About this task -
Take the entries that follow and write them out again, word for word.

Records shown -
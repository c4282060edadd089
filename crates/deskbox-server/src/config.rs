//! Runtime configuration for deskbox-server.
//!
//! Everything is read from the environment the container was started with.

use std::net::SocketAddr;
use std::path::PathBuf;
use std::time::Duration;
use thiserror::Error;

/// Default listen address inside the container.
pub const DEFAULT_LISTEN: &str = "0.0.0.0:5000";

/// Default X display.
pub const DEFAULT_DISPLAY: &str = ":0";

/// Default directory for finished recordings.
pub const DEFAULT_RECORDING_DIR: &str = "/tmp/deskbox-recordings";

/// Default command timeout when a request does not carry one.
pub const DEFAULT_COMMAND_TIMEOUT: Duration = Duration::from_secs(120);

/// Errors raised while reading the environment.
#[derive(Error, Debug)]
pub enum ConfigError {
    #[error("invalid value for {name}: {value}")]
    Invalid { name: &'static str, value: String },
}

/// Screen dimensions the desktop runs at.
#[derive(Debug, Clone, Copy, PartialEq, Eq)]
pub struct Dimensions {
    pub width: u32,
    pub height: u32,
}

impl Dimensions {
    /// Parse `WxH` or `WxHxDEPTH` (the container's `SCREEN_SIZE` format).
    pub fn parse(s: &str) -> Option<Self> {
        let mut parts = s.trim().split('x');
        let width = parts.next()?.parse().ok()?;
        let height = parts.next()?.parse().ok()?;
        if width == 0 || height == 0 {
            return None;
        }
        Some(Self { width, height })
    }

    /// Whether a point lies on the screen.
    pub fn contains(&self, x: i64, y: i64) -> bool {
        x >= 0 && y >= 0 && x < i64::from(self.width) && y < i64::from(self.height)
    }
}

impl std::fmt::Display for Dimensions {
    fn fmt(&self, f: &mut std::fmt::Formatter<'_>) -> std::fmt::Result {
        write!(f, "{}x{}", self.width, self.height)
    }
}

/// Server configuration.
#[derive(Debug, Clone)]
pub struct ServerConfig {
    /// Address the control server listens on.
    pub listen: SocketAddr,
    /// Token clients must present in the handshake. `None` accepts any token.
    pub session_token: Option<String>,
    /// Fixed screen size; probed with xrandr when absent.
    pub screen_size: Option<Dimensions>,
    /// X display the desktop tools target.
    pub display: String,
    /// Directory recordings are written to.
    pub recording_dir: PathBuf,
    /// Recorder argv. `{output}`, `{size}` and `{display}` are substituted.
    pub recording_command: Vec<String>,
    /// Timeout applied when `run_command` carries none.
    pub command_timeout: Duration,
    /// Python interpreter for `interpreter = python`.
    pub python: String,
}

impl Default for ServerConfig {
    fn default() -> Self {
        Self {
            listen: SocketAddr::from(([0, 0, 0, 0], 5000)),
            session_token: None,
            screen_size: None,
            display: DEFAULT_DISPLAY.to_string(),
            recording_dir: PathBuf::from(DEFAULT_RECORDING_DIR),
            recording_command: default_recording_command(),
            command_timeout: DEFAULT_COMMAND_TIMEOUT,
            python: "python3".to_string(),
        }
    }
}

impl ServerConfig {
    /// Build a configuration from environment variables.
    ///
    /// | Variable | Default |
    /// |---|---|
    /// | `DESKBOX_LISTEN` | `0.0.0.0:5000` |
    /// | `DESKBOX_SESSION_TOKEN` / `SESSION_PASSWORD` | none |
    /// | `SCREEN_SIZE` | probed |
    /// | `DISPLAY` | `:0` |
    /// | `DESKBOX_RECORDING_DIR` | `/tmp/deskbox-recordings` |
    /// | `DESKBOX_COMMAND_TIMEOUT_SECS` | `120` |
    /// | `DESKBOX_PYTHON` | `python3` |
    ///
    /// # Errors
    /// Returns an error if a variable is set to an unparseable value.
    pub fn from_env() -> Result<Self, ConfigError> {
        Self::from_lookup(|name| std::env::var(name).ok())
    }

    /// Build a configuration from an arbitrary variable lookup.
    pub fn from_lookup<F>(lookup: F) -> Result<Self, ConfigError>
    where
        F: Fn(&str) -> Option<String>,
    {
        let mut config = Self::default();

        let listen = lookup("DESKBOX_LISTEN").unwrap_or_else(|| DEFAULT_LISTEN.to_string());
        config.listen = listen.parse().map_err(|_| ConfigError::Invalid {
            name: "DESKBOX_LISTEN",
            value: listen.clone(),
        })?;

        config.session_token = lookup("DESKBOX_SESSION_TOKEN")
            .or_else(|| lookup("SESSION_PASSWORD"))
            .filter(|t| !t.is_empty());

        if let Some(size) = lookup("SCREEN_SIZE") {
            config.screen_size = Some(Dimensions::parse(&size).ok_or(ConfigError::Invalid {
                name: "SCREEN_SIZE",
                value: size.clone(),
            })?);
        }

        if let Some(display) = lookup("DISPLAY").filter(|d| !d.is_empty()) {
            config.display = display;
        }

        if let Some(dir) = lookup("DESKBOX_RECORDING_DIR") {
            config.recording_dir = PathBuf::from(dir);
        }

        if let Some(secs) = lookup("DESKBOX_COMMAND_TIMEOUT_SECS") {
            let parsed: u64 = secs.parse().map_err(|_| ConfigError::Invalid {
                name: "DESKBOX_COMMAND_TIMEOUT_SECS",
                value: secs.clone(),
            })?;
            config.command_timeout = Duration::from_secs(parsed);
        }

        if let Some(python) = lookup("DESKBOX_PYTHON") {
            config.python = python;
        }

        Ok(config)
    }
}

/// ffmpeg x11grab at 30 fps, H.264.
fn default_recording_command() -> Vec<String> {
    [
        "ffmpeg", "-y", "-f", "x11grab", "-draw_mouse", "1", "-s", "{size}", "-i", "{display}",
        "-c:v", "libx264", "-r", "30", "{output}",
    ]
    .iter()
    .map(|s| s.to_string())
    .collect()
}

Solution for this problem -
repository c4282060edadd089
filename crates/deskbox-server/src/config.rs
//! Runtime configuration for deskbox-server.
//!
//! Everything is read from the environment the container was started with.

use std::net::SocketAddr;
use std::path::PathBuf;
use std::time::Duration;
use thiserror::Error;

/// Default listen address inside the container.
pub const DEFAULT_LISTEN: &str = "0.0.0.0:5000";

/// Default X display.
pub const DEFAULT_DISPLAY: &str = ":0";

/// Default directory for finished recordings.
pub const DEFAULT_RECORDING_DIR: &str = "/tmp/deskbox-recordings";

/// Default command timeout when a request does not carry one.
pub const DEFAULT_COMMAND_TIMEOUT: Duration = Duration::from_secs(120);

/// Errors raised while reading the environment.
#[derive(Error, Debug)]
pub enum ConfigError {
    #[error("invalid value for {name}: {value}")]
    Invalid { name: &'static str, value: String },
}

/// Screen dimensions the desktop runs at.
#[derive(Debug, Clone, Copy, PartialEq, Eq)]
pub struct Dimensions {
    pub width: u32,
    pub height: u32,
}

impl Dimensions {
    /// Parse `WxH` or `WxHxDEPTH` (the container's `SCREEN_SIZE` format).
    pub fn parse(s: &str) -> Option<Self> {
        let mut parts = s.trim().split('x');
        let width = parts.next()?.parse().ok()?;
        let height = parts.next()?.parse().ok()?;
        if width == 0 || height == 0 {
            return None;
        }
        Some(Self { width, height })
    }

    /// Whether a point lies on the screen.
    pub fn contains(&self, x: i64, y: i64) -> bool {
        x >= 0 && y >= 0 && x < i64::from(self.width) && y < i64::from(self.height)
    }
}

impl std::fmt::Display for Dimensions {
    fn fmt(&self, f: &mut std::fmt::Formatter<'_>) -> std::fmt::Result {
        write!(f, "{}x{}", self.width, self.height)
    }
}

/// Server configuration.
#[derive(Debug, Clone)]
pub struct ServerConfig {
    /// Address the control server listens on.
    pub listen: SocketAddr,
    /// Token clients must present in the handshake. `None` accepts any token.
    pub session_token: Option<String>,
    /// Fixed screen size; probed with xrandr when absent.
    pub screen_size: Option<Dimensions>,
    /// X display the desktop tools target.
    pub display: String,
    /// Directory recordings are written to.
    pub recording_dir: PathBuf,
    /// Recorder argv. `{output}`, `{size}` and `{display}` are substituted.
    pub recording_command: Vec<String>,
    /// Timeout applied when `run_command` carries none.
    pub command_timeout: Duration,
    /// Python interpreter for `interpreter = python`.
    pub python: String,
}

impl Default for ServerConfig {
    fn default() -> Self {
        Self {
            listen: SocketAddr::from(([0, 0, 0, 0], 5000)),
            session_token: None,
            screen_size: None,
            display: DEFAULT_DISPLAY.to_string(),
            recording_dir: PathBuf::from(DEFAULT_RECORDING_DIR),
            recording_command: default_recording_command(),
            command_timeout: DEFAULT_COMMAND_TIMEOUT,
            python: "python3".to_string(),
        }
    }
}

impl ServerConfig {
    /// Build a configuration from environment variables.
    ///
    /// | Variable | Default |
    /// |---|---|
    /// | `DESKBOX_LISTEN` | `0.0.0.0:5000` |
    /// | `DESKBOX_SESSION_TOKEN` / `SESSION_PASSWORD` | none |
    /// | `SCREEN_SIZE` | probed |
    /// | `DISPLAY` | `:0` |
    /// | `DESKBOX_RECORDING_DIR` | `/tmp/deskbox-recordings` |
    /// | `DESKBOX_COMMAND_TIMEOUT_SECS` | `120` |
    /// | `DESKBOX_PYTHON` | `python3` |
    ///
    /// # Errors
    /// Returns an error if a variable is set to an unparseable value.
    pub fn from_env() -> Result<Self, ConfigError> {
        Self::from_lookup(|name| std::env::var(name).ok())
    }

    /// Build a configuration from an arbitrary variable lookup.
    pub fn from_lookup<F>(lookup: F) -> Result<Self, ConfigError>
    where
        F: Fn(&str) -> Option<String>,
    {
        let mut config = Self::default();

        let listen = lookup("DESKBOX_LISTEN").unwrap_or_else(|| DEFAULT_LISTEN.to_string());
        config.listen = listen.parse().map_err(|_| ConfigError::Invalid {
            name: "DESKBOX_LISTEN",
            value: listen.clone(),
        })?;

        config.session_token = lookup("DESKBOX_SESSION_TOKEN")
            .or_else(|| lookup("SESSION_PASSWORD"))
            .filter(|t| !t.is_empty());

        if let Some(size) = lookup("SCREEN_SIZE") {
            config.screen_size = Some(Dimensions::parse(&size).ok_or(ConfigError::Invalid {
                name: "SCREEN_SIZE",
                value: size.clone(),
            })?);
        }

        if let Some(display) = lookup("DISPLAY").filter(|d| !d.is_empty()) {
            config.display = display;
        }

        if let Some(dir) = lookup("DESKBOX_RECORDING_DIR") {
            config.recording_dir = PathBuf::from(dir);
        }

        if let Some(secs) = lookup("DESKBOX_COMMAND_TIMEOUT_SECS") {
            let parsed: u64 = secs.parse().map_err(|_| ConfigError::Invalid {
                name: "DESKBOX_COMMAND_TIMEOUT_SECS",
                value: secs.clone(),
            })?;
            config.command_timeout = Duration::from_secs(parsed);
        }

        if let Some(python) = lookup("DESKBOX_PYTHON") {
            config.python = python;
        }

        Ok(config)
    }
}

/// ffmpeg x11grab at 30 fps, H.264.
fn default_recording_command() -> Vec<String> {
    [
        "ffmpeg", "-y", "-f", "x11grab", "-draw_mouse", "1", "-s", "{size}", "-i", "{display}",
        "-c:v", "libx264", "-r", "30", "{output}",
    ]
    .iter()
    .map(|s| s.to_string())
    .collect()
}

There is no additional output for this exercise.